Abandonnés par leurs propriétaires depuis des années pour causes économiques et de litiges, de nombreux bateaux vivent leurs derniers instants dans le canal du Pont-Nomba, dans la commune voisine d’Owendo.
Petites embarcations, plates, pirogues, etc., ces bateaux ayant servi autrefois à des promoteurs gabonais dont l’Etat lui-même, des libanais, camerounais, français, italien, brésilien, sénégalais et autres se retrouvent aujourd’hui abandonnés dans le canal du Pont-Nomba, dans la commune d’Owendo. Si pour certains, les conflits d’intérêts seraient la cause de cet abandon, pour d’autres, c’est le départ du Gabon des propriétaires, après avoir constaté le repli de leurs activités économiques qui en est la cause.
Sur le canal, loin des regards et de l’oubli, certains de ces bateaux totalisent près de 30 années d’inactivité. D’autres, depuis leur dernière mobilisation, totalisent entre cinq et dix ans. Selon les informations mises à la disposition de la rédaction de La Lettre Verte, certains de ces bateaux pourraient encore servir et nécessitent simplement une révision. « Celui-ci appartient à un italien. Il l’a amené ici pour refaire le moteur», confirme une source sur la base des informations fournies à La Lettre Verte par l’ONG Plurmea.

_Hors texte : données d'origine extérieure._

//! User-declared command sets for the delegation and commands strategies.

use serde::{Deserialize, Serialize};

/// Shell-free commands a resource declares for its lifecycle operations.
///
/// Each command is a single line, split into argv without a shell and with
/// `{{.Package}}`, `{{.Version}}` and `{{.BinPath}}` substituted before the
/// split (see `strategy::command`).
#[derive(Debug, Clone, Default, PartialEq, Eq, Serialize, Deserialize)]
#[serde(rename_all = "camelCase", deny_unknown_fields)]
pub struct CommandSet {
    #[serde(skip_serializing_if = "Option::is_none")]
    pub install: Option<String>,
    #[serde(skip_serializing_if = "Option::is_none")]
    pub remove: Option<String>,
    /// Idempotency probe: zero exit means "already present".
    #[serde(skip_serializing_if = "Option::is_none")]
    pub check: Option<String>,
    #[serde(skip_serializing_if = "Option::is_none")]
    pub update: Option<String>,
    /// Resolves an alias or `latest` to a concrete version on stdout.
    #[serde(skip_serializing_if = "Option::is_none")]
    pub resolve_version: Option<String>,
}

impl CommandSet {
    pub fn is_empty(&self) -> bool {
        self.install.is_none()
            && self.remove.is_none()
            && self.check.is_none()
            && self.update.is_none()
            && self.resolve_version.is_none()
    }
}
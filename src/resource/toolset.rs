//! ToolSet resources: groups of Tools sharing a common base.
//!
//! A ToolSet never reaches the planner. The loader expands it into one Tool
//! per entry by deep-merging the shared base under each entry's own fields,
//! then discards the set itself.

use super::tool::ToolSpec;
use crate::core::TomeiError;
use serde::{Deserialize, Serialize};
use serde_json::Value;

#[derive(Debug, Clone, PartialEq, Eq, Serialize, Deserialize)]
#[serde(rename_all = "camelCase", deny_unknown_fields)]
pub struct ToolSetSpec {
    /// Partial [`ToolSpec`] fields shared by every entry.
    #[serde(default, skip_serializing_if = "Value::is_null")]
    pub base: Value,
    pub tools: Vec<ToolSetEntry>,
}

/// One entry: a name plus partial [`ToolSpec`] fields overriding the base.
#[derive(Debug, Clone, PartialEq, Eq, Serialize, Deserialize)]
pub struct ToolSetEntry {
    pub name: String,
    #[serde(flatten)]
    pub overrides: Value,
}

impl ToolSetSpec {
    pub fn validate(&self, name: &str) -> Result<(), TomeiError> {
        if self.tools.is_empty() {
            return Err(TomeiError::Schema {
                resource: format!("ToolSet/{name}"),
                field: "tools".to_string(),
                reason: "a toolset must contain at least one tool".to_string(),
            });
        }
        Ok(())
    }

    /// Expands into `(name, ToolSpec)` pairs.
    ///
    /// Entry fields win over base fields; nested objects merge key-by-key.
    /// Each merged value must decode into a valid [`ToolSpec`].
    pub fn expand(&self, set_name: &str) -> Result<Vec<(String, ToolSpec)>, TomeiError> {
        let mut tools = Vec::with_capacity(self.tools.len());
        for entry in &self.tools {
            let mut merged = self.base.clone();
            if merged.is_null() {
                merged = Value::Object(serde_json::Map::new());
            }
            deep_merge(&mut merged, &entry.overrides);

            let spec: ToolSpec =
                serde_json::from_value(merged).map_err(|e| TomeiError::ToolSetExpand {
                    toolset: set_name.to_string(),
                    reason: format!("tool {}: {e}", entry.name),
                })?;
            spec.validate(&entry.name)?;
            tools.push((entry.name.clone(), spec));
        }
        Ok(tools)
    }
}

/// Merges `overlay` onto `target`. Objects merge recursively; any other
/// overlay value replaces the target value wholesale.
fn deep_merge(target: &mut Value, overlay: &Value) {
    match (target, overlay) {
        (Value::Object(target_map), Value::Object(overlay_map)) => {
            for (key, value) in overlay_map {
                match target_map.get_mut(key) {
                    Some(existing) => deep_merge(existing, value),
                    None => {
                        target_map.insert(key.clone(), value.clone());
                    }
                }
            }
        }
        (target, overlay) => {
            if !overlay.is_null() {
                *target = overlay.clone();
            }
        }
    }
}

#[cfg(test)]
mod tests {
    use super::*;
    use serde_json::json;

    #[test]
    fn expand_merges_base_under_entries() {
        let set = ToolSetSpec {
            base: json!({"installerRef": "go", "runtimeRef": "go"}),
            tools: vec![
                ToolSetEntry {
                    name: "gopls".to_string(),
                    overrides: json!({"package": "golang.org/x/tools/gopls", "version": "0.21.0"}),
                },
                ToolSetEntry {
                    name: "staticcheck".to_string(),
                    overrides: json!({
                        "package": "honnef.co/go/tools/cmd/staticcheck",
                        "version": "2025.1",
                    }),
                },
            ],
        };

        let tools = set.expand("go-tools").unwrap();
        assert_eq!(tools.len(), 2);

        let (name, gopls) = &tools[0];
        assert_eq!(name, "gopls");
        assert_eq!(gopls.installer_ref, "go");
        assert_eq!(gopls.runtime_ref.as_deref(), Some("go"));
        assert_eq!(gopls.version, "0.21.0");
    }

    #[test]
    fn entry_overrides_win_over_base() {
        let set = ToolSetSpec {
            base: json!({"installerRef": "go", "version": "1.0.0"}),
            tools: vec![ToolSetEntry {
                name: "pinned".to_string(),
                overrides: json!({"package": "example.com/pinned", "version": "2.0.0"}),
            }],
        };
        let tools = set.expand("set").unwrap();
        assert_eq!(tools[0].1.version, "2.0.0");
    }

    #[test]
    fn expand_rejects_invalid_merged_tool() {
        let set = ToolSetSpec {
            // No installerRef anywhere: merged specs fail to decode.
            base: Value::Null,
            tools: vec![ToolSetEntry { name: "broken".to_string(), overrides: json!({}) }],
        };
        let err = set.expand("set").unwrap_err();
        assert_eq!(err.code(), "E204");
    }

    #[test]
    fn empty_toolset_is_rejected() {
        let set = ToolSetSpec { base: Value::Null, tools: Vec::new() };
        assert!(set.validate("empty").is_err());
    }
}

Dans ce désordre expressément occasionné s’y trouve des bateaux appartenant ou ayant appartenu à des barons gabonais. C’est le cas d’une navette ayant servi entre Libreville et Port-Gentil jadis, propriété de Me Louis Gaston Mayila, ou encore d’un bateau autrefois propriété de la famille Chambrier « Père », vendu à un brésilien qui lui, l’aurait à son tour abandonné au Pont-Nomba. « La plate que vous apercevez appartient à un homme d’affaires français. Elle ne fonctionne plus depuis plus de 20 ans. La petite plate à côté est également à lui. Par contre, le bateau que vous voyez là-bas appartenait à Monsieur Chambrier Père. Il l’avait vendu à un brésilien appelé Monsieur Marco », détail la même source.
Suivant le Code de la marine marchande daté de janvier 1963 et le Code de l’Environnement de juillet 2014, certains de ces bateaux qu’on peut considérer comme des épaves sont à la fois sources de pollution et de nuisance et doivent être classés comme étant des déchets marins, puisqu’étant hors d’usage depuis des dizaines d’années. En effet, selon le Code de la marine marchande, « sous réserves des conventions internationales en vigueur, constituent des épaves maritimes soumises à l’application de la présente : les bâtiments de mer et aéronefs abandonnés en état d’innavigabilité et leurs cargaisons » (article 56). Partiellement submergés d’eau, certains de ces bateaux sont dans un état de dégradation très avancé et nuisent à l’accostage. Ce qui constitue en soi un problème.
Si les responsabilités sont partagées, il faut noter que débarrasser le canal du Pont-Nomba de ces bateaux encombrant peut ne pas être une chose facile à réaliser, étant donné que plusieurs paramètres peuvent rentrer en compte dans la gestion de ce problème. « Certes, il est vrai que cela fait plus de trente ans que certaines de ces épaves sont là. Mais cela forme ce qu’on appelle un autre écosystème. Pour en être sûr, il faut effectuer des analyses pour confirmer si des poissons ou d’autres espèces aquatiques n’y ont pas élu domicile. Sinon, ce serait détruire un nouvel écosystème », estime un ingénieur contacté au ministère des Eaux et Forêts.
A la description faite par notre source, il apparaît que nombre de ces épaves vivent leur dernier jour sur le rivage des eaux du Pont-Nomba. « Celui-ci, c’est pour un ancien collègue Camerounais qui s’est lancé dans les affaires. Cela fait aujourd’hui dix ans qu’il a abandonné ce bateau. Il le vend à la ferraille et m’a demandé de chercher un client. Il cherche à s’en débarrasser », souligne-t-elle. Pour achever le processus de vie de certains de ces bateaux, la solution serait peut-être de les vendre à la ferraille comme ce Camerounais, là où pour d’autres, il suffirait simplement de les rénover pour les mettre aux enchères par la suite. Cette solution relève simplement du principe d’assainissement de ce canal, alors que d’autres bateaux pourraient subir le même sort d’ici quelques années et accentuer sa pollution.